|Traditional Food Plants of Kenya (National Museum of Kenya, 1999, 288 p.)|
syn: C. gharaf Ehrenb. ex Aschers.
Borana: harores, mader-boor, madeer-qoowe, madee'r Chonyi: mkayukayu Gabra: mad'eera Giriama: mderia, mkayukayu Ilchamus: salapani, lgweita Kamba: kithea, muthei-munini, kithia Kipsigis: nokirwet Maa: ol-durgo, ol-dorko, ol-olgot Malakote: mutalya-chana (riverine. Tana River), mutaale Marakwet: adomoyon Orma: mader Pokomo: muhale, mhali, mtale Pokot: adomeyon, adomeon, adome (fruit) Rendille: gaer, koh, madeer, gayer Samburu: dorgo, lmanturre, lgueita, lgweita-orok, silapani Sanya: ho'orocha Somali: mareer, marer Tugen: adumewa, edoma (leaves), adomewa Turkana: edome
Description: A low leafy shrub or bush, rarely a small tree up to 6 m high, often multi-stemmed. BARK: Finely fissured longitudinally, or smooth, dark grey on branches. LEAVES: Variable, smooth or slightly rough, narrow and long, ovate to obovate or broadly so. FLOWERS: Cream, browning when over. FRUITS: Conical, bright red or orange when ripe, produced in masses. Seed hard, rough, yellowish cream.

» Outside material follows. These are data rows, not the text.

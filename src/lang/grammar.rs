use std::collections::HashMap;

use lazy_static::lazy_static;

use crate::lang::ast::{Contract, Node, NodeKind, NodeRef, Parameter};
use crate::lang::eval::value::Constant;
use crate::lang::object::UpdateOrder;
use crate::lang::token::{Token, TokenKind};

pub enum Entry {
    /// Exact token text
    Literal(&'static str),
    Kind(TokenKind),
    /// Capitalized identifier
    TypeName,
    /// Lowercase identifier
    Identifier,
    /// Expression run, additionally stopping at the listed words
    Expression(&'static [&'static str]),
    Statement,
    /// Comma separated expressions
    Parameters,
    /// Comma separated `name [= default]`
    ParameterDefinitions,
    /// Parenthesised `Parameters`
    ExpressionList,
    /// Group that may be absent. Binds its id (if any) when present.
    Optional(Vec<Match>),
    /// Statements up to (not including) one of the listed words
    Subtree(&'static [&'static str]),
}

pub struct Match {
    pub id: Option<&'static str>,
    pub entry: Entry,
}

#[derive(Debug, Clone)]
pub enum Binding {
    Token(Token),
    Text(String),
    Node(NodeRef),
    Nodes(Vec<NodeRef>),
    Parameters(Vec<Parameter>),
    Present,
}

/// Captures of one rule match, by id
#[derive(Debug, Default)]
pub struct Bindings(HashMap<&'static str, Binding>);

impl Bindings {
    pub fn insert(&mut self, id: &'static str, binding: Binding) {
        self.0.insert(id, binding);
    }

    pub fn extend(&mut self, other: Bindings) {
        self.0.extend(other.0);
    }

    pub fn has(&self, id: &str) -> bool {
        self.0.contains_key(id)
    }

    fn take(&mut self, id: &str) -> Result<Binding, String> {
        self.0
            .remove(id)
            .ok_or_else(|| format!("rule did not bind '{}'", id))
    }

    pub fn text(&mut self, id: &str) -> Result<String, String> {
        match self.take(id)? {
            Binding::Text(s) => Ok(s),
            Binding::Token(t) => Ok(t.text),
            b => Err(format!("'{}' is not text: {:?}", id, b)),
        }
    }

    pub fn node(&mut self, id: &str) -> Result<NodeRef, String> {
        match self.take(id)? {
            Binding::Node(n) => Ok(n),
            b => Err(format!("'{}' is not a node: {:?}", id, b)),
        }
    }

    pub fn opt_node(&mut self, id: &str) -> Result<Option<NodeRef>, String> {
        if self.has(id) {
            self.node(id).map(Some)
        } else {
            Ok(None)
        }
    }

    pub fn nodes(&mut self, id: &str) -> Result<Vec<NodeRef>, String> {
        match self.take(id)? {
            Binding::Nodes(n) => Ok(n),
            b => Err(format!("'{}' is not a node list: {:?}", id, b)),
        }
    }

    pub fn params(&mut self, id: &str) -> Result<Vec<Parameter>, String> {
        match self.take(id)? {
            Binding::Parameters(p) => Ok(p),
            b => Err(format!("'{}' is not a parameter list: {:?}", id, b)),
        }
    }
}

/// Turns the captures of a complete match into a node. `Token` is the first token matched.
pub type Builder = fn(&mut Bindings, &Token) -> Result<NodeRef, String>;

fn node(token: &Token, kind: NodeKind) -> Result<NodeRef, String> {
    Ok(Node::new(kind, token))
}

pub struct Rule {
    pub name: &'static str,
    pub entries: Vec<Match>,
    pub build: Builder,
}

fn rule(name: &'static str, entries: Vec<Match>, build: Builder) -> Rule {
    Rule {
        name,
        entries,
        build,
    }
}

fn lit(text: &'static str) -> Match {
    Match {
        id: None,
        entry: Entry::Literal(text),
    }
}

fn eol() -> Match {
    Match {
        id: None,
        entry: Entry::Kind(TokenKind::Eol),
    }
}

fn bind(id: &'static str, entry: Entry) -> Match {
    Match {
        id: Some(id),
        entry,
    }
}

fn opt(id: Option<&'static str>, group: Vec<Match>) -> Match {
    Match {
        id,
        entry: Entry::Optional(group),
    }
}

fn expr(id: &'static str) -> Match {
    bind(id, Entry::Expression(&[]))
}

fn block(id: &'static str, terminators: &'static [&'static str]) -> Match {
    bind(id, Entry::Subtree(terminators))
}

/// `(params)` with the parentheses optional as a whole
fn param_defs() -> Match {
    opt(
        None,
        vec![
            lit("("),
            bind("params", Entry::ParameterDefinitions),
            lit(")"),
        ],
    )
}

lazy_static! {
    pub static ref STATEMENTS: Vec<Rule> = vec![
        rule(
            "class",
            vec![
                lit("class"),
                bind("name", Entry::TypeName),
                opt(None, vec![lit("of"), lit("type"), bind("parent", Entry::TypeName)]),
                eol(),
                block("body", &["end"]),
                lit("end"),
            ],
            build_class,
        ),
        rule(
            "behaviour",
            vec![
                lit("behaviour"),
                bind("name", Entry::TypeName),
                eol(),
                block("body", &["end"]),
                lit("end"),
            ],
            build_behaviour,
        ),
        rule(
            "function",
            vec![
                opt(Some("shared"), vec![lit("shared")]),
                lit("function"),
                bind("name", Entry::Identifier),
                param_defs(),
                eol(),
                block("body", &["end"]),
                lit("end"),
            ],
            build_function,
        ),
        rule(
            "native function",
            vec![
                opt(Some("shared"), vec![lit("shared")]),
                lit("native"),
                lit("function"),
                bind("name", Entry::Identifier),
                param_defs(),
            ],
            build_native,
        ),
        rule(
            "constructor",
            vec![
                opt(Some("shared"), vec![lit("shared")]),
                lit("constructor"),
                param_defs(),
                eol(),
                block("body", &["end"]),
                lit("end"),
            ],
            build_constructor,
        ),
        rule(
            "property",
            vec![
                opt(Some("shared"), vec![lit("shared")]),
                lit("property"),
                bind("name", Entry::Identifier),
                opt(None, vec![lit("="), expr("default")]),
            ],
            build_property,
        ),
        rule(
            "has behaviour",
            vec![lit("has"), lit("behaviour"), bind("name", Entry::TypeName)],
            build_has_behaviour,
        ),
        rule(
            "requires",
            vec![lit("requires"), lit("behaviour"), bind("name", Entry::TypeName)],
            |b, t| node(t, NodeKind::Contract(Contract::Requires, b.text("name")?)),
        ),
        rule(
            "supports",
            vec![lit("supports"), lit("behaviour"), bind("name", Entry::TypeName)],
            |b, t| node(t, NodeKind::Contract(Contract::Supports, b.text("name")?)),
        ),
        rule(
            "excludes",
            vec![lit("excludes"), lit("behaviour"), bind("name", Entry::TypeName)],
            |b, t| node(t, NodeKind::Contract(Contract::Excludes, b.text("name")?)),
        ),
        rule(
            "update order",
            vec![lit("update"), lit("order"), bind("order", Entry::Identifier)],
            |b, t| node(t, NodeKind::UpdateOrder(b.text("order")?.parse::<UpdateOrder>()?)),
        ),
        rule(
            "if block",
            vec![
                lit("if"),
                expr("cond"),
                lit("then"),
                eol(),
                block("then", &["else", "end"]),
                opt(None, vec![lit("else"), eol(), block("else", &["end"])]),
                lit("end"),
            ],
            build_if,
        ),
        rule(
            "if else chain",
            vec![
                lit("if"),
                expr("cond"),
                lit("then"),
                eol(),
                block("then", &["else", "end"]),
                lit("else"),
                bind("else", Entry::Statement),
            ],
            build_if_chain,
        ),
        rule(
            "if line",
            vec![
                lit("if"),
                expr("cond"),
                lit("then"),
                bind("then", Entry::Statement),
                opt(None, vec![lit("else"), bind("else", Entry::Statement)]),
            ],
            build_if,
        ),
        rule(
            "while",
            vec![
                lit("while"),
                expr("cond"),
                lit("do"),
                eol(),
                block("body", &["end"]),
                lit("end"),
            ],
            |b, t| {
                let kind = NodeKind::While {
                    cond: b.node("cond")?,
                    body: b.node("body")?,
                };
                node(t, kind)
            },
        ),
        rule(
            "repeat",
            vec![
                lit("repeat"),
                eol(),
                block("body", &["until"]),
                lit("until"),
                expr("cond"),
            ],
            |b, t| {
                let kind = NodeKind::Repeat {
                    body: b.node("body")?,
                    cond: b.node("cond")?,
                };
                node(t, kind)
            },
        ),
        rule(
            "for",
            vec![
                lit("for"),
                bind("var", Entry::Identifier),
                lit("from"),
                expr("from"),
                lit("to"),
                expr("to"),
                opt(None, vec![lit("step"), lit("by"), expr("step")]),
                lit("do"),
                eol(),
                block("body", &["end"]),
                lit("end"),
            ],
            |b, t| {
                let kind = NodeKind::For {
                    var: b.text("var")?,
                    from: b.node("from")?,
                    to: b.node("to")?,
                    step: b.opt_node("step")?,
                    body: b.node("body")?,
                };
                node(t, kind)
            },
        ),
        rule(
            "return",
            vec![lit("return"), opt(None, vec![expr("value")])],
            |b, t| node(t, NodeKind::Return(b.opt_node("value")?)),
        ),
        rule("break", vec![lit("break")], |_, t| node(t, NodeKind::Break)),
        rule("continue", vec![lit("continue")], |_, t| node(t, NodeKind::Continue)),
        rule(
            "wait for update",
            vec![lit("wait"), lit("for"), lit("update")],
            |_, t| node(t, NodeKind::WaitForUpdate),
        ),
        rule(
            "assignment",
            vec![expr("target"), bind("op", Entry::Kind(TokenKind::Assign)), expr("value")],
            build_assign,
        ),
        rule("expression", vec![expr("expr")], |b, _| b.node("expr")),
    ];

    pub static ref EXPRESSIONS: Vec<Rule> = vec![
        rule(
            "new",
            vec![
                lit("new"),
                bind("class", Entry::TypeName),
                opt(None, vec![bind("args", Entry::ExpressionList)]),
            ],
            |b, t| {
                let args = if b.has("args") { b.nodes("args")? } else { Vec::new() };
                let kind = NodeKind::New {
                    class: b.text("class")?,
                    args,
                };
                node(t, kind)
            },
        ),
        rule(
            "call",
            vec![bind("name", Entry::Identifier), bind("args", Entry::ExpressionList)],
            |b, t| {
                let kind = NodeKind::Call {
                    name: b.text("name")?,
                    args: b.nodes("args")?,
                };
                node(t, kind)
            },
        ),
    ];
}

fn build_class(b: &mut Bindings, t: &Token) -> Result<NodeRef, String> {
    let parent = if b.has("parent") {
        Some(b.text("parent")?)
    } else {
        None
    };

    let kind = NodeKind::Class {
        name: b.text("name")?,
        parent,
        body: b.node("body")?,
    };
    node(t, kind)
}

fn build_behaviour(b: &mut Bindings, t: &Token) -> Result<NodeRef, String> {
    let kind = NodeKind::Behaviour {
        name: b.text("name")?,
        body: b.node("body")?,
    };
    node(t, kind)
}

fn params_or_empty(b: &mut Bindings) -> Result<Vec<Parameter>, String> {
    if b.has("params") {
        b.params("params")
    } else {
        Ok(Vec::new())
    }
}

fn build_function(b: &mut Bindings, t: &Token) -> Result<NodeRef, String> {
    let kind = NodeKind::Function {
        name: b.text("name")?,
        params: params_or_empty(b)?,
        body: Some(b.node("body")?),
        shared: b.has("shared"),
        native: false,
    };
    node(t, kind)
}

fn build_native(b: &mut Bindings, t: &Token) -> Result<NodeRef, String> {
    let kind = NodeKind::Function {
        name: b.text("name")?,
        params: params_or_empty(b)?,
        body: None,
        shared: b.has("shared"),
        native: true,
    };
    node(t, kind)
}

fn build_constructor(b: &mut Bindings, t: &Token) -> Result<NodeRef, String> {
    let kind = NodeKind::Constructor {
        params: params_or_empty(b)?,
        body: b.node("body")?,
        shared: b.has("shared"),
    };
    node(t, kind)
}

fn build_property(b: &mut Bindings, t: &Token) -> Result<NodeRef, String> {
    let kind = NodeKind::Property {
        name: b.text("name")?,
        default: b.opt_node("default")?,
        shared: b.has("shared"),
    };
    node(t, kind)
}

fn build_has_behaviour(b: &mut Bindings, t: &Token) -> Result<NodeRef, String> {
    node(t, NodeKind::HasBehaviour(b.text("name")?))
}

fn build_if(b: &mut Bindings, t: &Token) -> Result<NodeRef, String> {
    let kind = NodeKind::If {
        cond: b.node("cond")?,
        then_branch: b.node("then")?,
        else_branch: b.opt_node("else")?,
    };
    node(t, kind)
}

/// `else if ... end`: the nested block if closes the whole chain with its own `end`
fn build_if_chain(b: &mut Bindings, t: &Token) -> Result<NodeRef, String> {
    let nested = b.node("else")?;
    match &nested.kind {
        NodeKind::If { then_branch, .. } if matches!(then_branch.kind, NodeKind::Block(_)) => (),
        _ => return Err("expected 'if ... then' block after 'else'".to_string()),
    }

    let kind = NodeKind::If {
        cond: b.node("cond")?,
        then_branch: b.node("then")?,
        else_branch: Some(nested),
    };
    node(t, kind)
}

fn build_assign(b: &mut Bindings, t: &Token) -> Result<NodeRef, String> {
    let target = b.node("target")?;
    let assignable = match &target.kind {
        NodeKind::Literal(Constant::Variable(_)) => true,
        NodeKind::Member { member, .. } => {
            matches!(member.kind, NodeKind::Literal(Constant::Variable(_)))
        }
        _ => false,
    };
    if !assignable {
        return Err(format!("cannot assign to {}", target.kind.name()));
    }

    let kind = NodeKind::Assign {
        target,
        value: b.node("value")?,
    };
    node(t, kind)
}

Ecology: Grows in the Middle East, Pakistan, India, Sri Lanka and in Africa from West Africa to Ethiopia, Somalia and Egypt south to Namibia and north-east South Africa. Widespread in the drier parts of Kenya but absent in Western and Nyanza Provinces. Found in dry riverine vegetation, usually with Salvadora persica, or in open bushland, usually 0-1,400 m. Mainly alluvial, sandy, red loam and rocky soils. Zones IV (coast)-VII.
Uses: FOOD: Ripe fruits eaten raw (+++). The sweet mucilaginous pulp may be eaten fresh. Fruit cover and seeds are discarded. Large quantities of the fruits are gathered, pounded to a sticky mass, sun-dried and stored in a wooden container, eburr (Turkana). Whenever it is needed, water is added to soften it, then served. The fruit pulp is sometimes used for brewing a local beer. The fresh fruits are squeezed in water to dissolve the pulp. This is mixed with tamarind (Tamarindus indica) juice and fermented. Fresh juice may also be drunk (Turkana). A clear gum produced by the tree is edible.
OTHER: Stems are widely used as poles in hut construction (+++) (Turkana, Pokot, Boran, Somali, Gabra) and for erecting bird-scaring platforms in sorghum fields (Turkana). In many cases these may root, hence becoming a near-by source of food. Fodder (+++) for goats, camels, sheep and cattle. Stems are made into walking sticks, wooden spoons, stirrers. Stems used for smoking gourds (Maasai).
CULTURAL/BELIEFS: Branches are spread where the house of a newly married couple is to be built, branches are put above the house during almadho and soriyo ceremonies (Samburu). Sticks used in settling battles in the absence of C. monoica, oseki (Maasai). Widely used in rituals (Gabra, Samburu. Maasai, Boran).
COMMERCIAL: Fruits sold in Lodwar (Turkana). Poles for construction sold (Pokot, Turkana).
Season: Flowers in April-May (Turkana). Fruits in March (Kilifi), May-June (Kajiado, Kitui), August-September (Garissa, Samburu, Turkana, Kajiado).
Management: Propagated by seeds which are best sown directly on site.
Status: May be very common.
Remarks: C. sinensis is a very variable species. In northern Kenya and at the coast it tends to have longer, smooth leaves. In the Tharaka, Kitui, Mbeere, Machakos and Kajiado area, the leaves tend to be more coarse, shorter and with an irregular margin. A very important plant in dry zones as a source of food, fodder and wood for building. Many of the Cordia species have edible fruits. Other notable examples are C. somaliensis Bak., a bushy usually multi-stemmed shrub found in the drier parts of coastal Kenya and southern Somalia only in open areas and in bushland on sandy soils, dunes and coral, and C. crenata Del. (Turkana: ebiteosin, Rendille: koh, Somali: marer-koh) with hairy young shoots and broad leaves which is widespread in the drier parts of Kenya. Common in riverine vegetation.